NFTs bieten Chancen für die Marketingwelt
Ein weiteres auch für Marketer spannendes Spielfeld bietet die Verschmelzung von digitalem und analogem Eigentum, wie bei den „Crypto Kicks“ von Nike. Der Eigentümer der Original-„Crypto Kicks“ wird auch der weltweit einzige Eigentümer des Pendants an den echten Füßen. Diese Synchronisierung von digitalem und analogem Eigentum bietet etliche Anwendungsmöglichkeiten. Denken sie beispielsweise an das Thema Sammelkarten, das sich nun auch online umsetzen lässt. Die nordamerikanische Basketballliga NBA hat schon heute über 230 Millionen US-Dollar mit dem Verkauf von NFT-Videohighlights erwirtschaftet – und wir stehen erst am Anfang von offiziell lizenzierten NFTs. Der Markt für digitales Merchandise großer Marken und Franchises könnte gigantisch werden – auch weil diese Assets als NFTs fälschungssicher sind.
NFTs haben ökologischen Haken
Derzeit muss man bei den meisten NFTs noch von einem zweischneidigen Schwert sprechen. Denn ähnlich wie Kryptowährung ist der Handel mit Krypto-Kunstwerken extrem energiehungrig und hat mit der Kritik zu kämpfen, ökologisch mehr als fragwürdig zu sein. Das hängt damit zusammen, auf welche Berechnungsmodelle die Blockchains setzen – und hier sieht es bei den meisten ökologisch düster aus, weil ihr Stromverbrauch immens ist. Solange keine umweltfreundlicheren Alternativen greifen, ist der Sprung auf den NFT-Zug also mit einem ethischen Dilemma verknüpft.

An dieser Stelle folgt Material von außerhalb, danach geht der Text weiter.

//! Soft rejections raised by engine actions.

use crate::creatures::CreatureId;
use crate::fortress::StructureKind;
use crate::ledger::Resources;
use chrono::NaiveDate;
use thiserror::Error;

/// Why an action was turned down. State is never modified when one of these
/// is returned.
#[derive(Debug, Clone, PartialEq, Eq, Error)]
pub enum ActionError {
    #[error("not enough resources to upgrade {kind}: need {cost}, have {available}")]
    InsufficientResources {
        kind: StructureKind,
        cost: Resources,
        available: Resources,
    },
    #[error("no food in the stores")]
    NoFood,
    #[error("no focus tokens left")]
    NoFocusTokens,
    #[error("no wild creature with id {0}")]
    UnknownCreature(CreatureId),
    #[error("today's raid already ran on {day}")]
    DailyRaidSpent { day: NaiveDate },
}

impl ActionError {
    /// Short guidance shown to the player alongside the rejection.
    pub fn hint(&self) -> &'static str {
        match self {
            ActionError::InsufficientResources { .. } => {
                "Finish a focus session to earn more!"
            }
            ActionError::NoFood => "Complete sessions to earn 🍖.",
            ActionError::NoFocusTokens => "Finish a Pomodoro to earn one.",
            ActionError::UnknownCreature(_) => "Find a creature first.",
            ActionError::DailyRaidSpent { .. } => "Come back tomorrow, or run a practice raid.",
        }
    }

    /// Title for the rejection notice.
    pub fn title(&self) -> &'static str {
        match self {
            ActionError::InsufficientResources { .. } => "Not enough resources",
            ActionError::NoFood => "No food",
            ActionError::NoFocusTokens => "No Focus Tokens",
            ActionError::UnknownCreature(_) => "No such creature",
            ActionError::DailyRaidSpent { .. } => "Today's raid done",
        }
    }
}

Doch es gibt bereits Strategien, die sich in der Zukunft durchsetzen könnten, wie etwa die private Blockchain der NBA. Ohne groß ins Detail zu gehen: Wer bei dieser Blockchain mitmischen will, muss Anteile der eigenen Kryptowährung als Pfand abgeben. Wer Mist baut, bekommt sein Pfand nicht zurück, was für mehr Sicherheit sorgen soll. Man nennt es auch „Proof of Stake“. Der extrem energielastige (weil auf komplexen Rechenaufgaben basierende) Mining-Prozess, der bisher für diese Sicherheit sorgen soll, wäre durch diese technische Anpassung der Blockchain-Technologie drastisch verkleinert.
Ich würde sie gerne noch weiter in die Welt der NFTs entführen, aber dafür reicht der Platz leider nicht. Das Learning, dass Sie mitnehmen sollten, ist: NFT bietet uns die Möglichkeit, Eigentumsverhältnisse online so abzubilden, wie sie auch offline herrschen.